- [What is expected]:
Your task is to restate word for word the line containing "invalid draw date" and each line that follows it in the listing, and only those.

- [Information shown]:

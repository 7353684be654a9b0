//! OCR boundary and the text parsing that runs on its output.
//!
//! `TextExtractor` is the capability the pipeline is given to read an image;
//! `TesseractOcr` implements it by running the Tesseract CLI. The free
//! functions below interpret the raw text and never touch the filesystem.

use anyhow::{Context, Result, anyhow, bail};
use chrono::NaiveDate;
use regex::{Captures, Regex};
use std::path::Path;
use std::process::Command;
use std::sync::LazyLock;
use tracing::debug;

use crate::error::CheckError;
use crate::types::{DrawDate, GameType};

pub trait TextExtractor {
    fn extract_text(&self, image_path: &Path) -> Result<String>;
}

/// Runs `tesseract <image> stdout -l <lang>` and returns what it printed.
#[derive(Debug, Clone)]
pub struct TesseractOcr {
    command: String,
    lang: String,
}

impl TesseractOcr {
    pub fn new(command: impl Into<String>, lang: impl Into<String>) -> Self {
        Self {
            command: command.into(),
            lang: lang.into(),
        }
    }
}

impl Default for TesseractOcr {
    fn default() -> Self {
        Self::new("tesseract", "eng")
    }
}

impl TextExtractor for TesseractOcr {
    fn extract_text(&self, image_path: &Path) -> Result<String> {
        if !image_path.is_file() {
            bail!("Image not found: {}", image_path.display());
        }

        let output = Command::new(&self.command)
            .arg(image_path)
            .arg("stdout")
            .arg("-l")
            .arg(&self.lang)
            .output()
            .with_context(|| format!("Failed to run {}", self.command))?;

        if !output.status.success() {
            let stderr = String::from_utf8_lossy(&output.stderr);
            return Err(anyhow!("Tesseract failed: {}", stderr.trim()));
        }

        let text = String::from_utf8_lossy(&output.stdout).into_owned();
        debug!(chars = text.len(), "tesseract produced text");
        Ok(text)
    }
}

static NUMBER_PATTERN: LazyLock<Regex> =
    LazyLock::new(|| Regex::new(r"[0-9]+").expect("valid number pattern"));

static ISO_DATE_PATTERN: LazyLock<Regex> = LazyLock::new(|| {
    Regex::new(r"([0-9]{4})-([0-9]{2})-([0-9]{2})").expect("valid ISO date pattern")
});

static SLASH_DATE_PATTERN: LazyLock<Regex> = LazyLock::new(|| {
    Regex::new(r"([0-9]{2})/([0-9]{2})/([0-9]{4})").expect("valid slash date pattern")
});

static MONTH_NAME_DATE_PATTERN: LazyLock<Regex> = LazyLock::new(|| {
    Regex::new(r"([0-9]{2})\s+([A-Z]{3})\s+([0-9]{4})").expect("valid month name pattern")
});

const MONTHS: [&str; 12] = [
    "JAN", "FEB", "MAR", "APR", "MAY", "JUN", "JUL", "AUG", "SEP", "OCT", "NOV", "DEC",
];

/// Every maximal run of digits in `text`, left to right, as an integer.
///
/// Years, dates and duplicates are all kept. Runs too long for `u64`
/// saturate so each run still yields exactly one value.
pub fn extract_numbers_from_text(text: &str) -> Vec<u64> {
    NUMBER_PATTERN
        .find_iter(text)
        .map(|m| {
            m.as_str().bytes().fold(0u64, |acc, b| {
                acc.saturating_mul(10).saturating_add(u64::from(b - b'0'))
            })
        })
        .collect()
}

/// Decides the game from keywords alone: `4D`/`4-D` first, then `TOTO`.
pub fn classify_game_type(raw_text: &str) -> Result<GameType, CheckError> {
    let text = raw_text.to_uppercase();

    if text.contains("4D") || text.contains("4-D") {
        Ok(GameType::FourD)
    } else if text.contains("TOTO") {
        Ok(GameType::Toto)
    } else {
        Err(CheckError::Classification)
    }
}

/// Best-effort draw date. Patterns are tried in a fixed order and only the
/// first match of each is considered; a match that is not a real calendar
/// date falls through to the next pattern.
pub fn extract_draw_date(raw_text: &str) -> DrawDate {
    let text = raw_text.to_uppercase();

    let parsers: [(&Regex, fn(&Captures) -> Option<NaiveDate>); 3] = [
        (&*ISO_DATE_PATTERN, parse_iso_date),
        (&*SLASH_DATE_PATTERN, parse_slash_date),
        (&*MONTH_NAME_DATE_PATTERN, parse_month_name_date),
    ];

    for (pattern, parse) in parsers {
        let Some(caps) = pattern.captures(&text) else {
            continue;
        };
        match parse(&caps) {
            Some(date) => return DrawDate::Known(date),
            None => debug!("skipping invalid draw date {}", &caps[0]),
        }
    }

    DrawDate::Unknown
}

fn field(caps: &Captures, index: usize) -> Option<u32> {
    caps.get(index)?.as_str().parse().ok()
}

fn parse_iso_date(caps: &Captures) -> Option<NaiveDate> {
    let year = field(caps, 1)?;
    NaiveDate::from_ymd_opt(year as i32, field(caps, 2)?, field(caps, 3)?)
}

fn parse_slash_date(caps: &Captures) -> Option<NaiveDate> {
    let year = field(caps, 3)?;
    NaiveDate::from_ymd_opt(year as i32, field(caps, 2)?, field(caps, 1)?)
}

fn parse_month_name_date(caps: &Captures) -> Option<NaiveDate> {
    let month = MONTHS.iter().position(|m| *m == &caps[2])? as u32 + 1;
    let year = field(caps, 3)?;
    NaiveDate::from_ymd_opt(year as i32, month, field(caps, 1)?)
}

- [Finished exercise]:
            None => debug!("skipping invalid draw date {}", &caps[0]),
        }
    }

    DrawDate::Unknown
}

fn field(caps: &Captures, index: usize) -> Option<u32> {
    caps.get(index)?.as_str().parse().ok()
}

fn parse_iso_date(caps: &Captures) -> Option<NaiveDate> {
    let year = field(caps, 1)?;
    NaiveDate::from_ymd_opt(year as i32, field(caps, 2)?, field(caps, 3)?)
}

fn parse_slash_date(caps: &Captures) -> Option<NaiveDate> {
    let year = field(caps, 3)?;
    NaiveDate::from_ymd_opt(year as i32, field(caps, 2)?, field(caps, 1)?)
}

fn parse_month_name_date(caps: &Captures) -> Option<NaiveDate> {
    let month = MONTHS.iter().position(|m| *m == &caps[2])? as u32 + 1;
    let year = field(caps, 3)?;
    NaiveDate::from_ymd_opt(year as i32, month, field(caps, 1)?)
}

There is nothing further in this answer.